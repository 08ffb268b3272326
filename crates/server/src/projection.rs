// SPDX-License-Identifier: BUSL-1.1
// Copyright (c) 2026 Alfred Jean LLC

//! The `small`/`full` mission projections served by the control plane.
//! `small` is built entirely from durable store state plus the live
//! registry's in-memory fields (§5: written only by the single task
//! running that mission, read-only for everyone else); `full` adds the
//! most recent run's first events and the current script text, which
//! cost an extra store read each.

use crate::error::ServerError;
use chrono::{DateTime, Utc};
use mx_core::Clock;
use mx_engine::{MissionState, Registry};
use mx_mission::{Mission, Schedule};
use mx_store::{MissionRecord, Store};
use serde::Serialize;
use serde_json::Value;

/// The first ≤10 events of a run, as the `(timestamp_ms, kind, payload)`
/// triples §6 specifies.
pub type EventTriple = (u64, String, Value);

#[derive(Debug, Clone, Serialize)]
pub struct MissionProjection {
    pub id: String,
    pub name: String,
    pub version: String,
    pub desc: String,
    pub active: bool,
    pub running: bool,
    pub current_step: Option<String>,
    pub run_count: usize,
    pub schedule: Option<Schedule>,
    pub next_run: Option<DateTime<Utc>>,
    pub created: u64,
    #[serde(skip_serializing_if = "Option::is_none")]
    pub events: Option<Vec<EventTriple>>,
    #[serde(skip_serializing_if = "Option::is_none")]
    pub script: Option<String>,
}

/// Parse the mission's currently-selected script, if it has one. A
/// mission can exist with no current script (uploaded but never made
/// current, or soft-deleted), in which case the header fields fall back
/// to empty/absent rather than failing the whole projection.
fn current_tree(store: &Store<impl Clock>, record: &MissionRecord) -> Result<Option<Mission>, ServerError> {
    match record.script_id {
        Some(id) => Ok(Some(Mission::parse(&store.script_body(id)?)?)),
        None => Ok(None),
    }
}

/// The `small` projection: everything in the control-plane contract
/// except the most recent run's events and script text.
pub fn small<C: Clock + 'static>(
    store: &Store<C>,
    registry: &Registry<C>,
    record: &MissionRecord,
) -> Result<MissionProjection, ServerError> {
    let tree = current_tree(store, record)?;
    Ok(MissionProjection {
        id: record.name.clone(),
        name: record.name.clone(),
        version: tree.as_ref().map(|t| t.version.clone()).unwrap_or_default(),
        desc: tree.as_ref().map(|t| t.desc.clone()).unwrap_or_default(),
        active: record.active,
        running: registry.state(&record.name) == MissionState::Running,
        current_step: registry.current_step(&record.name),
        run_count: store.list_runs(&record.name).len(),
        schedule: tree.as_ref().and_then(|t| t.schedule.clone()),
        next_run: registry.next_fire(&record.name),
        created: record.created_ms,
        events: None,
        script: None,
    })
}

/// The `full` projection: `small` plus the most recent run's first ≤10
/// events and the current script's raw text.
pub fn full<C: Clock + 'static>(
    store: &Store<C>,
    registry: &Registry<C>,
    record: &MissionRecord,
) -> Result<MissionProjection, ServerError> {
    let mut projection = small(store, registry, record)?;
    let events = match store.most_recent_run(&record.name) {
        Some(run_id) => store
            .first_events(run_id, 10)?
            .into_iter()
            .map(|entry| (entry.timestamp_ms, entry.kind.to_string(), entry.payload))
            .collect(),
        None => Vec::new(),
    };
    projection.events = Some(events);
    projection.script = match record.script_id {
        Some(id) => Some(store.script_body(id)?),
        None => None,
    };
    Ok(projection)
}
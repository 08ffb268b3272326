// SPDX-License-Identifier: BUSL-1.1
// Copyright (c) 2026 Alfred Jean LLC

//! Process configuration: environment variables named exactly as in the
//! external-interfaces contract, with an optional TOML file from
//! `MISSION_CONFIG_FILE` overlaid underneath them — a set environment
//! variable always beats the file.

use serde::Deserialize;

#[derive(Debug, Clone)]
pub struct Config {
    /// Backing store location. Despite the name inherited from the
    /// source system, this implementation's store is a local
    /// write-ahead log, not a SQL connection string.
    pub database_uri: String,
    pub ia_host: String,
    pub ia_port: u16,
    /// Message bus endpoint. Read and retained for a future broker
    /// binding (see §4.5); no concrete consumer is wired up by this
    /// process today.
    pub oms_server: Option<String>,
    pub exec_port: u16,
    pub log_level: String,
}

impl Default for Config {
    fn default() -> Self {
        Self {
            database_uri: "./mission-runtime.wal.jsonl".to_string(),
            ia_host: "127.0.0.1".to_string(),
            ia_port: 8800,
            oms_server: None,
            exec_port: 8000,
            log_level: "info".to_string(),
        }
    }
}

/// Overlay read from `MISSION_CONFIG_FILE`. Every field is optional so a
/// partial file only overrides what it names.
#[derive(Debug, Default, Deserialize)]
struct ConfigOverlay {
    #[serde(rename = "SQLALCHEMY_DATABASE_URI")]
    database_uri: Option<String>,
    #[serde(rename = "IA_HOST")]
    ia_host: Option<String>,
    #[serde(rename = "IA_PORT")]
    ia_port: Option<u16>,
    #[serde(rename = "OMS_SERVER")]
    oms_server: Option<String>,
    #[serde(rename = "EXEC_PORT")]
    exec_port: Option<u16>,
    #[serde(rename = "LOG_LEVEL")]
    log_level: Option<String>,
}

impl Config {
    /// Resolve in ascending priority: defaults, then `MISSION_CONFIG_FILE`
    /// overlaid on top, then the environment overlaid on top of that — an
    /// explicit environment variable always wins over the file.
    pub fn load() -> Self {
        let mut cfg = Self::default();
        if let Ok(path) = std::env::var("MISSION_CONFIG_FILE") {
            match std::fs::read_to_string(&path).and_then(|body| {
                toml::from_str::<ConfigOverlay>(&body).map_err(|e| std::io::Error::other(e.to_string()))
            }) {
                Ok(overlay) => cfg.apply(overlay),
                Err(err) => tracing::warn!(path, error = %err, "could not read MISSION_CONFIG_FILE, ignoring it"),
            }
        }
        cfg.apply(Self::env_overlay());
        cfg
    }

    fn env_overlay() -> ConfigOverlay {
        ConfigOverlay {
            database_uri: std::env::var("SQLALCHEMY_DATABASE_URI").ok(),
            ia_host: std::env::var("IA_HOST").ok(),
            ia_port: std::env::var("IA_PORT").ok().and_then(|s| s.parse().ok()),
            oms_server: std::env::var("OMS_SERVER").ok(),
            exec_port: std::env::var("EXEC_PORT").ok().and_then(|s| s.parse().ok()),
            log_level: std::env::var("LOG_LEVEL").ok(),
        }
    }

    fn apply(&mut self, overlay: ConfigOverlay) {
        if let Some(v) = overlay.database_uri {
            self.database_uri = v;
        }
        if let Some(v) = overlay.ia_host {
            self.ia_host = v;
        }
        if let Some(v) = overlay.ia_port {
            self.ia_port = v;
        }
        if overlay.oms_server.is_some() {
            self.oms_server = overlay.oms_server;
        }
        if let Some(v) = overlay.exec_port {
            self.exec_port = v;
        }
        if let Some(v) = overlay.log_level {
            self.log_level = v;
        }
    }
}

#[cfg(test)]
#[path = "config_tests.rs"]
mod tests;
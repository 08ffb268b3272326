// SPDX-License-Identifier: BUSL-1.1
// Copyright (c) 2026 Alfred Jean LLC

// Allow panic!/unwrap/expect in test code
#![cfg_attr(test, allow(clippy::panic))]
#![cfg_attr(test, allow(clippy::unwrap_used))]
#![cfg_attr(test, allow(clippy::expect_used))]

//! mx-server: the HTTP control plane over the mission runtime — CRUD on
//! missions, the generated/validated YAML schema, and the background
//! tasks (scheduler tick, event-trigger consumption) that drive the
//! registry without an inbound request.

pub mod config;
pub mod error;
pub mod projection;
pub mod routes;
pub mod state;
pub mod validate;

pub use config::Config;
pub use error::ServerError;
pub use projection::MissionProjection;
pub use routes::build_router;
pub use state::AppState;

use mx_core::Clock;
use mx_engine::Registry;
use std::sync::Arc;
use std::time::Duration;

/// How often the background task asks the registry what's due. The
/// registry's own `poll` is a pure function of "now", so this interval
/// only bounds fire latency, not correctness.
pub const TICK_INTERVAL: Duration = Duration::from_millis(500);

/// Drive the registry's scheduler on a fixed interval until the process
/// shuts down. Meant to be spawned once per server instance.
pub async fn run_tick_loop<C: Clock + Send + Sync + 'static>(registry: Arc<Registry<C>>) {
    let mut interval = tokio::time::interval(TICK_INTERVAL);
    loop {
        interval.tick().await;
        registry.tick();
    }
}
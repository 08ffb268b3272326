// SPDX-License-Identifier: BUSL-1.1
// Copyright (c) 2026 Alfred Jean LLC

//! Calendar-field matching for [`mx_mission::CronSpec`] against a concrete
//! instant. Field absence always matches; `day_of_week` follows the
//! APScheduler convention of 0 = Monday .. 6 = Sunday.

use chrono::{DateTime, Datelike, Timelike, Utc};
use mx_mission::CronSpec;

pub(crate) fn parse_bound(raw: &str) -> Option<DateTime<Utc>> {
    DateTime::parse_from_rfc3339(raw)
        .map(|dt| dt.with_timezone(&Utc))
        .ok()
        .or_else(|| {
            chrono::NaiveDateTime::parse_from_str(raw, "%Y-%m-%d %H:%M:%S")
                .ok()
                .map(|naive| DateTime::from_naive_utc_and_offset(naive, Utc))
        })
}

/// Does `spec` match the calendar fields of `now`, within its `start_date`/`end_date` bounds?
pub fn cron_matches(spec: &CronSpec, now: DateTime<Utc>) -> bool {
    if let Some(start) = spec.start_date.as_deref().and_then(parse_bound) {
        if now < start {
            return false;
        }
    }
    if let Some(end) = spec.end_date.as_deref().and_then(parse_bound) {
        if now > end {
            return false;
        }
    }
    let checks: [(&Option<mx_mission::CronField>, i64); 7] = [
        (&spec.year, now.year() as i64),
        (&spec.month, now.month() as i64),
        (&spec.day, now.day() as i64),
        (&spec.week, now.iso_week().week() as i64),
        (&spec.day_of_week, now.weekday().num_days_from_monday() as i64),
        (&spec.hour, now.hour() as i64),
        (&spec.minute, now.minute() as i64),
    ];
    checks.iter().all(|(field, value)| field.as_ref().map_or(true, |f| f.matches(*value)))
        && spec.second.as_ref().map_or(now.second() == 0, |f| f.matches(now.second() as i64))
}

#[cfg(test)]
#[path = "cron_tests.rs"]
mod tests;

◇ ◇ ◇ ◇ ◇

Which lines of the listing contain the string "that"? Copy each of them.

▸ Task solution:
//! running that mission, read-only for everyone else); `full` adds the
    /// overlaid on top, then the environment overlaid on top of that — an
//! tasks (scheduler tick, event-trigger consumption) that drive the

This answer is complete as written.